The University of Maryland Francis King Carey School of Law is proud to announce the recipients of the 2022 Alumni Awards to be presented on Thursday, September 8 as part of Alumni Weekend 2022. This year, the law school is presenting the following awards: the Distinguished Graduate Award, the Mary Ellen Barbera ’84 Judicial Excellence Award, the Benjamin L. Cardin Public Service Award, the Rising Star Award, and the Lifetime Achievement Award.
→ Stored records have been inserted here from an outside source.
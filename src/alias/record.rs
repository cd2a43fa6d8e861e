use serde::Serialize;

use super::filter::Filter;
use crate::parse::Options;

/// Group tag visible regardless of a channel's group selection.
pub const GLOBAL_GROUP: &str = "*";

/// One alias, built from its owning command's configuration at sync time.
#[derive(Debug, Clone, PartialEq, Serialize)]
pub struct AliasRecord {
    /// Invocation key, lowercase.
    pub name: String,
    /// Canonical name of the owning command.
    pub command: String,
    pub source: Option<String>,
    /// Fixed positional args parsed from `source`.
    pub args: Vec<String>,
    /// Fixed options parsed from `source`.
    pub options: Options,
    pub group: Option<String>,
    #[serde(skip)]
    pub filter: Filter,
}

impl AliasRecord {
    /// A bare alias with no fixed arguments, visible everywhere.
    pub fn new(name: &str, command: &str) -> Self {
        Self {
            name: name.to_lowercase(),
            command: command.to_string(),
            source: None,
            args: Vec::new(),
            options: Options::new(),
            group: None,
            filter: Filter::Always,
        }
    }

    pub fn in_group(mut self, group: &str) -> Self {
        self.group = Some(group.to_string());
        self
    }

    pub fn with_filter(mut self, filter: Filter) -> Self {
        self.filter = filter;
        self
    }
}
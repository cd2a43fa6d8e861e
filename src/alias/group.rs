use super::record::GLOBAL_GROUP;
use crate::config::GroupsConfig;

/// Whether an alias tagged `group` is visible in a channel whose active
/// group tags are `selection`.
///
/// - untagged or [`GLOBAL_GROUP`] aliases are always visible
/// - a selected tag is visible
/// - a tag no exclusivity set declares is visible
/// - a strict tag is visible while nothing from its set is selected
/// - anything else is hidden
pub fn visible(group: Option<&str>, selection: &[String], groups: &GroupsConfig) -> bool {
    let Some(tag) = group.filter(|t| !t.is_empty() && *t != GLOBAL_GROUP) else {
        return true;
    };
    if selection.iter().any(|s| s == tag) {
        return true;
    }
    let Some(set) = groups.set_of(tag) else {
        return true;
    };
    set.is_strict(tag) && !selection.iter().any(|s| set.contains(s))
}
//! Administrative commands contributed by the alias service.

/// `alias.switch <group>`: change a channel's active alias group.
pub mod switch;

pub use switch::{SWITCH_COMMAND, SwitchOutcome, switch_group};
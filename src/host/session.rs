use super::channel::ChannelKey;
use crate::alias::FilterContext;

/// An inbound message and who sent it where.
#[derive(Debug, Clone)]
pub struct Session {
    pub platform: String,
    pub user_id: String,
    /// `None` for direct messages.
    pub channel_id: Option<String>,
    pub guild_id: Option<String>,
    pub authority: u32,
    /// Whether the message mentions the bot.
    pub mentioned: bool,
    pub content: String,
}

/// Message content with its address removed.
#[derive(Debug, Clone, PartialEq, Eq)]
pub struct Stripped {
    pub content: String,
    /// The matched prefix, `None` if no configured prefix matched.
    pub prefix: Option<String>,
    pub appel: bool,
}

impl Session {
    pub fn direct(user_id: &str, content: &str) -> Self {
        Self {
            platform: "mock".into(),
            user_id: user_id.into(),
            channel_id: None,
            guild_id: None,
            authority: 1,
            mentioned: false,
            content: content.into(),
        }
    }

    pub fn channel(user_id: &str, channel_id: &str, content: &str) -> Self {
        Self {
            channel_id: Some(channel_id.into()),
            guild_id: Some(channel_id.into()),
            ..Self::direct(user_id, content)
        }
    }

    pub fn with_authority(mut self, authority: u32) -> Self {
        self.authority = authority;
        self
    }

    pub fn with_mention(mut self) -> Self {
        self.mentioned = true;
        self
    }

    pub fn is_direct(&self) -> bool {
        self.channel_id.is_none()
    }

    pub fn channel_key(&self) -> Option<ChannelKey> {
        self.channel_id
            .as_deref()
            .map(|id| ChannelKey::new(&self.platform, id))
    }

    pub fn filter_context(&self) -> FilterContext {
        FilterContext {
            platform: self.platform.clone(),
            user_id: self.user_id.clone(),
            channel_id: self.channel_id.clone(),
            guild_id: self.guild_id.clone(),
            is_direct: self.is_direct(),
            authority: self.authority,
        }
    }

    /// Strip the longest matching prefix from the content.
    pub fn strip(&self, prefixes: &[String]) -> Stripped {
        let mut sorted: Vec<&String> = prefixes.iter().collect();
        sorted.sort_by_key(|p| std::cmp::Reverse(p.len()));

        let content = self.content.trim_start();
        for prefix in sorted {
            if let Some(rest) = content.strip_prefix(prefix.as_str()) {
                return Stripped {
                    content: rest.trim_start().to_string(),
                    prefix: Some(prefix.clone()),
                    appel: self.mentioned,
                };
            }
        }
        Stripped {
            content: content.to_string(),
            prefix: None,
            appel: self.mentioned,
        }
    }
}

#[cfg(test)]
mod tests {
    use super::*;

    fn prefixes(list: &[&str]) -> Vec<String> {
        list.iter().map(|s| s.to_string()).collect()
    }

    #[test]
    fn strip_longest_prefix() {
        let s = Session::direct("1", "//zab").strip(&prefixes(&["/", "//"]));
        assert_eq!(s.prefix.as_deref(), Some("//"));
        assert_eq!(s.content, "zab");
    }

    #[test]
    fn empty_prefix_matches_everything() {
        let s = Session::direct("1", "zab").strip(&prefixes(&[""]));
        assert_eq!(s.prefix.as_deref(), Some(""));
        assert_eq!(s.content, "zab");
    }

    #[test]
    fn no_prefix() {
        let s = Session::channel("1", "2", "zab").strip(&prefixes(&["/"]));
        assert!(s.prefix.is_none());
        assert!(!s.appel);
    }

    #[test]
    fn filter_context_snapshot() {
        let ctx = Session::channel("1", "2", "x").with_authority(4).filter_context();
        assert_eq!(ctx.channel_id.as_deref(), Some("2"));
        assert!(!ctx.is_direct);
        assert_eq!(ctx.authority, 4);
    }
}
Alumni Award Honorees are selected by members of the Alumni Board Awards Committee and confirmed by the Alumni Board, with leadership from the board’s Alumni Awards Committee.
The Lifetime Achievement Award will be awarded to United States Senator Benjamin L. Cardin ’67. This award is given by the Alumni Board at the discretion of the dean and is not awarded annually.
Cardin has been a senior United States senator since 2007. He is chair of the Senate Small Business and Entrepreneurship Committee and the U.S. Helsinki Commission, and a senior member of the Senate Finance, Foreign Relations and Environment and Public Works committees. He is the lead senate sponsor of legislation to prohibit racial profiling by all levels of law enforcement, as well as the Law Enforcement Trust and Integrity Act. He is also the lead author of legislation to prohibit the use of deceptive practices and prevent voter intimidation in federal elections, and to restore the voting rights of returning citizens. Additionally, he is the author of bipartisan legislation to remove the deadline for ratification of the Equal Right Amendment (ERA).
A 1967 graduate of the law school, Cardin began his career in public service in the Maryland House of Delegates from 1967 to 1986, serving as speaker from 1979 to 1986. From 1987 to 2006, he represented Maryland’s Third Congressional District in the U.S. House of Representatives.
Committed to ensuring that all Americans have legal representation, Cardin served as chairman of the Maryland Legal Services Corporation from 1988 to 1995 and is namesake of Maryland Carey Law’s Cardin Requirement through which all full-time day students provide legal services to people who are poor or otherwise lack access to justice.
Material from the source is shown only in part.